On the off-chance you had to take the baby in, it wouldn't cost much out of pocket. (it's not like she'll have a root canal...)


----------



## dakotablue (Jun 21, 2009)

Our dentist told us 1 year. DS Will be 15 months when he is actually is added into our plan and able to go. Our dentist said that was fine. (Side note our dentist isn't the one DS will actually see, but the one we had access to ask)


----------



## BlueLeaf (Feb 8, 2010)

Double check your plan and make sure there's not a penalty if you don't add your baby right away. My dental is only $13 a month for both of us (up from $10 for just me), so I just added her when she was born.


----------



## chattyprincess (Feb 24, 2009)

Check your health insurance first. Ours covers 2x yearly dental visits and cleaning as well as bite wings if needed. There was no need for us to put her onto our dental insurance since the likelyhood of her needing major work or anything expensive was very minimal.

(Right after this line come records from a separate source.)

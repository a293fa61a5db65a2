//! Walks the results view page by page, one detail fetch per card.

use super::CrawlContext;
use super::detail::DetailFetcher;
use super::pacing::{bounded, pause, settle};
use crate::browser::Element;
use crate::config::PacingConfig;
use crate::error::{CrawlError, Result};
use crate::models::{FAILED, ForcedFields};
use crate::storage::RecordSink;
use serde::Serialize;
use tracing::{debug, info, warn};

#[derive(Debug, Default, Clone, Copy, PartialEq, Eq, Serialize)]
pub struct WalkStats {
    pub pages: u32,
    /// Rows appended, failed fetches included.
    pub records: usize,
    /// Cards with no usable link, already stored, or that errored.
    pub skipped: usize,
    /// Rows written as `Error`.
    pub failed: usize,
}

impl WalkStats {
    pub fn merge(&mut self, other: WalkStats) {
        self.pages += other.pages;
        self.records += other.records;
        self.skipped += other.skipped;
        self.failed += other.failed;
    }
}

#[derive(Debug, Clone, Copy, PartialEq, Eq)]
enum State {
    HasCards,
    Advancing,
    Terminal,
}

enum CardOutcome {
    Written { failed: bool },
    Skipped,
}

pub struct PaginationWalker<'a> {
    ctx: &'a CrawlContext,
}

impl<'a> PaginationWalker<'a> {
    pub fn new(ctx: &'a CrawlContext) -> Self {
        Self { ctx }
    }

    /// Append one row per card, from the current page to the last one.
    ///
    /// Only sink failures escape; anything the page itself does wrong ends
    /// the walk or skips the card.
    pub async fn walk(&self, sink: &mut dyn RecordSink, forced: &ForcedFields) -> Result<WalkStats> {
        let mut stats = WalkStats::default();
        let mut state = State::HasCards;

        loop {
            state = match state {
                State::HasCards => {
                    if stats.pages >= self.ctx.pacing.max_pages {
                        warn!("Stopping after {} pages (max_pages)", stats.pages);
                        State::Terminal
                    } else if !self.wait_for_cards().await {
                        State::Terminal
                    } else {
                        stats.pages += 1;
                        self.visit_page(stats.pages, sink, forced, &mut stats).await?;
                        State::Advancing
                    }
                }
                State::Advancing => self.advance().await,
                State::Terminal => break,
            };
        }

        info!(
            "[{}] walk done: {} pages, {} records, {} skipped, {} failed",
            self.ctx.phase, stats.pages, stats.records, stats.skipped, stats.failed
        );
        Ok(stats)
    }

    async fn wait_for_cards(&self) -> bool {
        let limit = PacingConfig::ms(self.ctx.pacing.card_wait_timeout_ms);
        let wait = self.ctx.results().wait_for(&self.ctx.site.cards, limit);
        match bounded(limit + self.ctx.action_timeout(), "result cards", wait).await {
            Ok(true) => true,
            Ok(false) => {
                debug!("No result cards within {:?}", limit);
                false
            }
            Err(e) => {
                warn!("Card lookup failed: {}", e);
                false
            }
        }
    }

    async fn visit_page(
        &self,
        page: u32,
        sink: &mut dyn RecordSink,
        forced: &ForcedFields,
        stats: &mut WalkStats,
    ) -> Result<()> {
        let cards = match bounded(
            self.ctx.action_timeout(),
            "result cards",
            self.ctx.results().find_all(&self.ctx.site.cards),
        )
        .await
        {
            Ok(cards) => cards,
            Err(e) => {
                warn!("Page {}: could not list cards: {}", page, e);
                return Ok(());
            }
        };
        info!("[{}] page {}: {} cards", self.ctx.phase, page, cards.len());

        for (i, card) in cards.iter().enumerate() {
            match self.visit_card(card.as_ref(), sink, forced).await {
                Ok(CardOutcome::Written { failed }) => {
                    stats.records += 1;
                    if failed {
                        stats.failed += 1;
                    }
                }
                Ok(CardOutcome::Skipped) => stats.skipped += 1,
                Err(e @ (CrawlError::Sink(_) | CrawlError::Io(_))) => return Err(e),
                Err(e) => {
                    warn!("Page {} card {}: {}", page, i + 1, e);
                    stats.skipped += 1;
                }
            }
        }
        Ok(())
    }

    async fn visit_card(
        &self,
        card: &dyn Element,
        sink: &mut dyn RecordSink,
        forced: &ForcedFields,
    ) -> Result<CardOutcome> {
        let limit = self.ctx.action_timeout();
        let anchors = bounded(limit, "card link", card.find_all(&self.ctx.site.card_link)).await?;
        let Some(anchor) = anchors.first() else {
            debug!("Card without a link");
            return Ok(CardOutcome::Skipped);
        };
        let href = bounded(limit, "card href", anchor.attribute("href")).await?;
        let Some(url) = href.as_deref().and_then(|h| self.ctx.resolve_link(h)) else {
            debug!("Unusable card link {:?}", href);
            return Ok(CardOutcome::Skipped);
        };

        if sink.contains(&url) {
            debug!("{} already stored", url);
            return Ok(CardOutcome::Skipped);
        }

        let mut record = DetailFetcher::new(self.ctx).fetch(&url).await;
        let failed = record.link == FAILED;
        forced.apply(&mut record);
        sink.append(&record)?;

        let p = &self.ctx.pacing;
        pause(p.card_delay_ms, p.card_delay_jitter_ms).await;
        Ok(CardOutcome::Written { failed })
    }

    async fn advance(&self) -> State {
        match self.next_page().await {
            Ok(true) => State::HasCards,
            Ok(false) => {
                debug!("Last page reached");
                State::Terminal
            }
            Err(e) => {
                warn!("Pagination stopped: {}", e);
                State::Terminal
            }
        }
    }

    /// Click "next" if there is an enabled one.
    async fn next_page(&self) -> Result<bool> {
        let limit = self.ctx.action_timeout();
        let site = &self.ctx.site;

        let items = bounded(limit, "next-page item", self.ctx.results().find_all(&site.next_page)).await?;
        let Some(next) = items.first() else {
            return Ok(false);
        };
        if bounded(limit, "next-page state", next.has_class(&site.disabled_class)).await? {
            return Ok(false);
        }
        let controls = bounded(limit, "next-page control", next.find_all(&site.next_page_control)).await?;
        let Some(control) = controls.first() else {
            return Ok(false);
        };
        bounded(limit, "next-page click", control.click()).await?;

        settle(self.ctx.pacing.page_settle_ms).await;
        Ok(true)
    }
}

I would also call your local pediatric dentist, or whomever you want her to see and find out what they charge for 2x yearly visits without insurance vs. with your insurance then do what works out to be cheaper.


----------



## sunflower.mama (Apr 14, 2008)

My FIL is also our dentist...and he never saw the kids until they were 3+ (at least as patients!) Even then it's a quick clean and an intro to the office, chair, etc.


----------



## Ninetales (Jan 25, 2009)

Our open enrollment is in late February, which will be right after the baby's first birthday. I plan to add her, since our dental is so inexpensive. She also has seven teeth already so I may start having her go just to get her used to the process.


----------



## CallMeMommy (Jun 15, 2005)

With our dental insurance they have graduating coverage, so right away they'll cover exams and such, but the more expensive things they won't cover unless the patient has had continuous coverage for at least 3 years. I added all of my kids right away (but I had family coverage already with the last two so it didn't cost anything extra to add them).


----------



## sept04mama (Mar 3, 2004)

I take my kids when they turn 3. My dentist doesn't even do much at that point- I can't imagine a baby needing to go to the dentist.


----------



## ecoteat (Mar 3, 2006)

DD is 4.5 and has only been to the dentist once. We paid out of pocket instead of adding her to insurance--it was cheaper that way. I was planning on adding her to my dental this spring, but I recently discovered that our health insurance includes dental for children. So she's covered anyway!


----------



## freestylemama (Apr 8, 2009)

I started taking my daughter when she was 18 months. We have great insurance and I love our dentist. Our dentist sees tons of kids with Medicaid, so I felt like it was a win for her to get paid well and a win for us to get our daughter used to going and to create as many positive associations with the dentist as well. Another reason why I wanted her in there early is that I know 3 children who've had to have major dental work done by the time they were 2. I was really paranoid about that, so I wanted to establish care asap.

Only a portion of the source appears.